**Task prompt**: Using the entries that follow, write out the line containing "fn should_accept(&self, queue_depth: usize) -> bool;", the line containing "accepts while the", and every line between them, exactly and nothing else.

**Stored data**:
<<<<

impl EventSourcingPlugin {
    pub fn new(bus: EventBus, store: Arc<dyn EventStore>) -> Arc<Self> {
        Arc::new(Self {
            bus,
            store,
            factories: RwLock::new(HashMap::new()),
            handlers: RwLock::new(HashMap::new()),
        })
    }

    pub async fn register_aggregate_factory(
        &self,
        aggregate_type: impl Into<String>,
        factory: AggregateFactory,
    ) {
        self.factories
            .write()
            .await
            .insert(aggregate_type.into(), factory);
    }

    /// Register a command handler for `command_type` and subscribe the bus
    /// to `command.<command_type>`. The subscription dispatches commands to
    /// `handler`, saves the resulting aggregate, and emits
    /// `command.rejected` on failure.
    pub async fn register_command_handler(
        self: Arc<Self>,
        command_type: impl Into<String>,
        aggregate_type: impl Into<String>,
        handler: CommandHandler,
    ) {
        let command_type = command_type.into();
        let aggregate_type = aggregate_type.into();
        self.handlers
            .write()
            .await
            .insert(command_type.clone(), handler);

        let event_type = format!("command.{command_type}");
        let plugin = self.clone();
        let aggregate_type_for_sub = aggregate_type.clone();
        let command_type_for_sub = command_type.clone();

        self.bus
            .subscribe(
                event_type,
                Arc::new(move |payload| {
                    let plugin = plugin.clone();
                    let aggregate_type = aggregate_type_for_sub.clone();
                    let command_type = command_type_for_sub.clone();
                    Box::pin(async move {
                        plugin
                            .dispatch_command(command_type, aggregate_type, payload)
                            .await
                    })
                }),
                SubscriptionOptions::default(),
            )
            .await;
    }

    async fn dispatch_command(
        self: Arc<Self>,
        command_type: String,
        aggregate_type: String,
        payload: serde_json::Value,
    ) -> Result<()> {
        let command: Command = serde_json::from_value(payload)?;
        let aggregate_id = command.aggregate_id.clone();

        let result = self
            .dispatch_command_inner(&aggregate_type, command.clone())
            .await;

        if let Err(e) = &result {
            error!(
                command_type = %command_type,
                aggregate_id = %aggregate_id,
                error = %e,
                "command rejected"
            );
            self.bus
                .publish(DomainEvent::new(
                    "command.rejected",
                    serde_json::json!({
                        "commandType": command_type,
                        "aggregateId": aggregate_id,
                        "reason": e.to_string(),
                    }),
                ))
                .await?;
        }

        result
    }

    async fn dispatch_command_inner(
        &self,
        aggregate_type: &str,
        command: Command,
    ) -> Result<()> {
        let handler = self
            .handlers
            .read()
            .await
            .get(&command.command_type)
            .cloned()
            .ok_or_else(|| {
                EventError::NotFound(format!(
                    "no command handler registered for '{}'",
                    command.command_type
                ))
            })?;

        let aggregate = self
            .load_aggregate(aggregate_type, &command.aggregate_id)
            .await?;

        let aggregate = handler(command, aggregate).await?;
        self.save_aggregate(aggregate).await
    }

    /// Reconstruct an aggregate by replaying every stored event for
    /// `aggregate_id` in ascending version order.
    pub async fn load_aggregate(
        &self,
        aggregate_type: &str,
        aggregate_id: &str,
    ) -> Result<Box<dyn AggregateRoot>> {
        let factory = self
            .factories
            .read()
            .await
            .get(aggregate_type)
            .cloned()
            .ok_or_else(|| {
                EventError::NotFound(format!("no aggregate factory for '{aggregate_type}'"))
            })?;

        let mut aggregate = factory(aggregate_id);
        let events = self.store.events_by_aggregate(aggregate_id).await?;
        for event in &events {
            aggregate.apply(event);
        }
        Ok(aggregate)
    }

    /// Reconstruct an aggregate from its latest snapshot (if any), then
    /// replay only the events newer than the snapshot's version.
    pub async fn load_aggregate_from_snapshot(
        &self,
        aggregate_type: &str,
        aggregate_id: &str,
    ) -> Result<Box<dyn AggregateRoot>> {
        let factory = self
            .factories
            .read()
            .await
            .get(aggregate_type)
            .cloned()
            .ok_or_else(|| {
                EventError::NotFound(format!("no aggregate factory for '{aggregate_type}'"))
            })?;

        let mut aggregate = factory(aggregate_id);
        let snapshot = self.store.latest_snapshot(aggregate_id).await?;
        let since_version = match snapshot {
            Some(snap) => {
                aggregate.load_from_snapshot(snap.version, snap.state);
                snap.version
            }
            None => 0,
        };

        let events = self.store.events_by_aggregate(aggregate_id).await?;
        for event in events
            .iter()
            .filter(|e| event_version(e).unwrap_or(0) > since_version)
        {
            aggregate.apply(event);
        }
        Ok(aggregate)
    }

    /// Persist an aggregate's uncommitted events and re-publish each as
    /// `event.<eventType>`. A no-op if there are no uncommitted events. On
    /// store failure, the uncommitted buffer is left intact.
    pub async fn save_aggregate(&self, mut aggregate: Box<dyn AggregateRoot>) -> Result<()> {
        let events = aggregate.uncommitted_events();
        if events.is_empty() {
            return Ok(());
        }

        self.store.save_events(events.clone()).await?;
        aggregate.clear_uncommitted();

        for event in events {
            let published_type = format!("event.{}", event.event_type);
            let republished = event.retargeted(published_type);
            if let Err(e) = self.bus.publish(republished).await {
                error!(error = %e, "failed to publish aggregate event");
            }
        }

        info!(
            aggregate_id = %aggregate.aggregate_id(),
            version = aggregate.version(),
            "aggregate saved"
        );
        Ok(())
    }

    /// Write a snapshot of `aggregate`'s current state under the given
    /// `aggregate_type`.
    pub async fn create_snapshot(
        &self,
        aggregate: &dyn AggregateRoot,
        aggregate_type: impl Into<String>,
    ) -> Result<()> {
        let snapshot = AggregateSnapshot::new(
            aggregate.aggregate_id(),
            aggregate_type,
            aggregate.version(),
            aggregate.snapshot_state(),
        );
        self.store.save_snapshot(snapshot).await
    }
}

>>>>
<<<<

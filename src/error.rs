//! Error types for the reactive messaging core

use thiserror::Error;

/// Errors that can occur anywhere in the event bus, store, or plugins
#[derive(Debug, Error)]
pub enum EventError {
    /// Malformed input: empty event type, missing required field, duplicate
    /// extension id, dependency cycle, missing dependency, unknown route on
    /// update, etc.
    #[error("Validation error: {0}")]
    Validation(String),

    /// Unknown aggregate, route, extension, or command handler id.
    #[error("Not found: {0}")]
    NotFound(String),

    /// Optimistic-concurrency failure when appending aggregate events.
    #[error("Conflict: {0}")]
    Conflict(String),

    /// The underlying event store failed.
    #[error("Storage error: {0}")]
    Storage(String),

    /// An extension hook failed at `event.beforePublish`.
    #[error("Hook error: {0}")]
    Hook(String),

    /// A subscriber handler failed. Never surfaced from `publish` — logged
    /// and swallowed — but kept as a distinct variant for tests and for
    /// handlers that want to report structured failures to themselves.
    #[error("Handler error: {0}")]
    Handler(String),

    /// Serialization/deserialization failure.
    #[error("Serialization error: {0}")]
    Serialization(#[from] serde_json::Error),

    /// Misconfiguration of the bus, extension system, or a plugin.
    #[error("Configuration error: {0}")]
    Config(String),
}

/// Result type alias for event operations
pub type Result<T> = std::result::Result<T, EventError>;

>>>>
<<<<

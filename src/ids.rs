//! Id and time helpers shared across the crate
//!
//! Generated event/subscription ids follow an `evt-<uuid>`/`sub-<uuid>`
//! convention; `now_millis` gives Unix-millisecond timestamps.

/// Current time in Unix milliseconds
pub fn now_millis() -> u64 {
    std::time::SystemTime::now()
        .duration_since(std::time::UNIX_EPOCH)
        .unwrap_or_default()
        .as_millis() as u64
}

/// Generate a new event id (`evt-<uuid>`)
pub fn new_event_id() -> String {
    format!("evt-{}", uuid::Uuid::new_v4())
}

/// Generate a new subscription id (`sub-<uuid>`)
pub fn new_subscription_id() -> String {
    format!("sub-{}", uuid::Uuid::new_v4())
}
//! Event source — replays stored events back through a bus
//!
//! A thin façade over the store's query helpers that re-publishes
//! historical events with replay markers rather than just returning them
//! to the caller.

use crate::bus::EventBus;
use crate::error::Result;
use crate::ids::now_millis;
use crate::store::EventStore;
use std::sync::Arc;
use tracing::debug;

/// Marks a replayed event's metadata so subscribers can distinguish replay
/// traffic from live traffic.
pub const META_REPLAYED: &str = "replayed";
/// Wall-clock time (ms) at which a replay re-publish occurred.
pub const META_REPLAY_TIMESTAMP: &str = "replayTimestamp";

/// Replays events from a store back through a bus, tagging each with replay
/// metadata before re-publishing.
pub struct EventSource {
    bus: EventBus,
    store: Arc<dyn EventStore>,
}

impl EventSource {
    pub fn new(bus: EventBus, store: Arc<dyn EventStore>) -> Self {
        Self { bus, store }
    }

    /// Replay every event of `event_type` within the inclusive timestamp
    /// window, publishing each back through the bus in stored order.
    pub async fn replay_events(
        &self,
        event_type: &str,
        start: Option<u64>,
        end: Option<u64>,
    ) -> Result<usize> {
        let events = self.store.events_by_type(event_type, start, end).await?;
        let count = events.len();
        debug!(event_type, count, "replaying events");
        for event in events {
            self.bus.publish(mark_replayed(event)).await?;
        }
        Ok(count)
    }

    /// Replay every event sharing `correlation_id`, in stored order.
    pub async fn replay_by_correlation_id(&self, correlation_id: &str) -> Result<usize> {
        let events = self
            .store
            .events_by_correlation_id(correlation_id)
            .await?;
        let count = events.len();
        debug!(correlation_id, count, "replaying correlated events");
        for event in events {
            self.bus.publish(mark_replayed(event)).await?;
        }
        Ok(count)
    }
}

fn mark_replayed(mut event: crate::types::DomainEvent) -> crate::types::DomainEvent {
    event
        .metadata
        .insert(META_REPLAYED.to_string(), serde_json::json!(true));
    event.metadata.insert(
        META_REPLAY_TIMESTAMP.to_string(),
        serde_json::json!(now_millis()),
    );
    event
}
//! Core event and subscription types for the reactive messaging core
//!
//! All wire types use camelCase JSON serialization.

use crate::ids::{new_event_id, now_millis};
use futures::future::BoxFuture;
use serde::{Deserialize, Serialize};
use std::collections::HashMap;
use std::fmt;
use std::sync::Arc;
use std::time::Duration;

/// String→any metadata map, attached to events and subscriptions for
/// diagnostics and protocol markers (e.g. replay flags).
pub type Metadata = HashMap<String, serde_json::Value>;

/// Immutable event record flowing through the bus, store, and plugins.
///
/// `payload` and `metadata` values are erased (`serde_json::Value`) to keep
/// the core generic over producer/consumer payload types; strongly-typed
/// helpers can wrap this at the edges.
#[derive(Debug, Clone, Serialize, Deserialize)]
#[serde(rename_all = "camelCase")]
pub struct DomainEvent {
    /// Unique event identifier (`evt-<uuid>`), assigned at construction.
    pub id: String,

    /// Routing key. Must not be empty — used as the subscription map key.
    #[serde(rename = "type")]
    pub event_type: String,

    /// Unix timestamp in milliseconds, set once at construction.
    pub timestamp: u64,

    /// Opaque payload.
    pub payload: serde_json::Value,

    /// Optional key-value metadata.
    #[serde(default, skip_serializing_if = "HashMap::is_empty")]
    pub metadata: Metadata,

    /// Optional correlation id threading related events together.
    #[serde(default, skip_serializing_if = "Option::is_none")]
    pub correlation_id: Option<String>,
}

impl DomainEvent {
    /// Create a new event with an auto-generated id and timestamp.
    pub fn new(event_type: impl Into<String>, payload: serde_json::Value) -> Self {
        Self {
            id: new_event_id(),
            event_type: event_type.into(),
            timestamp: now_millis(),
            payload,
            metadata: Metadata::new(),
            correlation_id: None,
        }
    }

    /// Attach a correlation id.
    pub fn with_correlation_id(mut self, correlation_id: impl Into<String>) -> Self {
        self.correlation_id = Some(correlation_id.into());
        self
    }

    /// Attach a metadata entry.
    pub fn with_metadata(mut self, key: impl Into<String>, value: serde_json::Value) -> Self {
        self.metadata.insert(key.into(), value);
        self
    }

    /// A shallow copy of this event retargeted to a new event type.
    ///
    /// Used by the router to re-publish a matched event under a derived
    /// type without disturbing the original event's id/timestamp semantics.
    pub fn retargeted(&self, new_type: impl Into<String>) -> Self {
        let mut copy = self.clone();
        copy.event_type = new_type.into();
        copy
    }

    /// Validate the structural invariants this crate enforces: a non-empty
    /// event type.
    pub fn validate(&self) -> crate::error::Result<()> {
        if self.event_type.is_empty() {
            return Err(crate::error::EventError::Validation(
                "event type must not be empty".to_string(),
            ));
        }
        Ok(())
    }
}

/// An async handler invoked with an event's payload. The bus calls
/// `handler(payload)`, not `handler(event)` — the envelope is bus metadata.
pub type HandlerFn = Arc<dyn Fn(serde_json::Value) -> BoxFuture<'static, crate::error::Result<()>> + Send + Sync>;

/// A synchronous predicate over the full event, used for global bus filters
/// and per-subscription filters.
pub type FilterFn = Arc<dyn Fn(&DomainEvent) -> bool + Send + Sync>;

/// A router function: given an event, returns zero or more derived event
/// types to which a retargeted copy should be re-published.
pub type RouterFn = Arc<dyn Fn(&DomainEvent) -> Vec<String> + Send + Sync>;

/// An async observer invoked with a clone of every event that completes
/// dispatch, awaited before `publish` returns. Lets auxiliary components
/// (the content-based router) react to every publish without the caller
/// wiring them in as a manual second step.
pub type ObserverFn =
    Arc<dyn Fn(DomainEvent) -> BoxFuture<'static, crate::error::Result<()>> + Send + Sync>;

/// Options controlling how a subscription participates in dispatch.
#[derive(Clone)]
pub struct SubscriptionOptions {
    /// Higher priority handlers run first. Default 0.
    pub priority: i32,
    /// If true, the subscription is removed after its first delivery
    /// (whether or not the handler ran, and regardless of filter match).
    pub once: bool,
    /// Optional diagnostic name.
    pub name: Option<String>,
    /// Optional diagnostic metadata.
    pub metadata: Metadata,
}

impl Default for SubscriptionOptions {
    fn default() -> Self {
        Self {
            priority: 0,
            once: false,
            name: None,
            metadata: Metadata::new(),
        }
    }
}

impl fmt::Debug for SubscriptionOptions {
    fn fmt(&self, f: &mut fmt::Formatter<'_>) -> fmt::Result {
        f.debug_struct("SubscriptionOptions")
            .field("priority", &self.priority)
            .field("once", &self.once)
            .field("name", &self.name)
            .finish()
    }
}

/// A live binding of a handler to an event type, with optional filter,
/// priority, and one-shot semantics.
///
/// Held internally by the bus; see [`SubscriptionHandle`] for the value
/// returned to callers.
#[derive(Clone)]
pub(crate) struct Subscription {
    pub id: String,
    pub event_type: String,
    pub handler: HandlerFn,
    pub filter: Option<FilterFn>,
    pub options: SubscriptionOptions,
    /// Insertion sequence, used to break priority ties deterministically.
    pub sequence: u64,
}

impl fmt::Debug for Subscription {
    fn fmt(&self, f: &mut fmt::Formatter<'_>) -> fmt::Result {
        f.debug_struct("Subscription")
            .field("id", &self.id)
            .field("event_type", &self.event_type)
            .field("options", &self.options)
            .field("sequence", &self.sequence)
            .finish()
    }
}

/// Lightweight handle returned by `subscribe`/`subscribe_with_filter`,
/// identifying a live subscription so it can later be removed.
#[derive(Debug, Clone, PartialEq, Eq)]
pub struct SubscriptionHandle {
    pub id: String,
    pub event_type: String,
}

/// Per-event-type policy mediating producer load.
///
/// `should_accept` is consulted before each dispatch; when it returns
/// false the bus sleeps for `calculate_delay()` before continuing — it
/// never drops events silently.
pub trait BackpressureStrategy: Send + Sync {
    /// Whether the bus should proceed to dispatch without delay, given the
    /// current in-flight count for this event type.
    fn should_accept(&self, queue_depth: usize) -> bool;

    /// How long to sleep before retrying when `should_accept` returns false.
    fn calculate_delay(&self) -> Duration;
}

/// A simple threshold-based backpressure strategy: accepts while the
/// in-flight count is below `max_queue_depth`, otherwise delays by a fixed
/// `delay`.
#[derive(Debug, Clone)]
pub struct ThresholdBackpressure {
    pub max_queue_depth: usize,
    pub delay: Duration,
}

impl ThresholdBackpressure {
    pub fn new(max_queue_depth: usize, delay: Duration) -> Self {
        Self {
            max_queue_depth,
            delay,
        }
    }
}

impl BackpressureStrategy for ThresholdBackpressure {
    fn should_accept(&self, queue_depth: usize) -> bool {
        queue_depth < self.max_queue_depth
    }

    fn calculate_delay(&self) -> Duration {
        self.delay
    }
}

>>>>

**Solution to the exercise**:
    fn should_accept(&self, queue_depth: usize) -> bool;

    /// How long to sleep before retrying when `should_accept` returns false.
    fn calculate_delay(&self) -> Duration;
}

/// A simple threshold-based backpressure strategy: accepts while the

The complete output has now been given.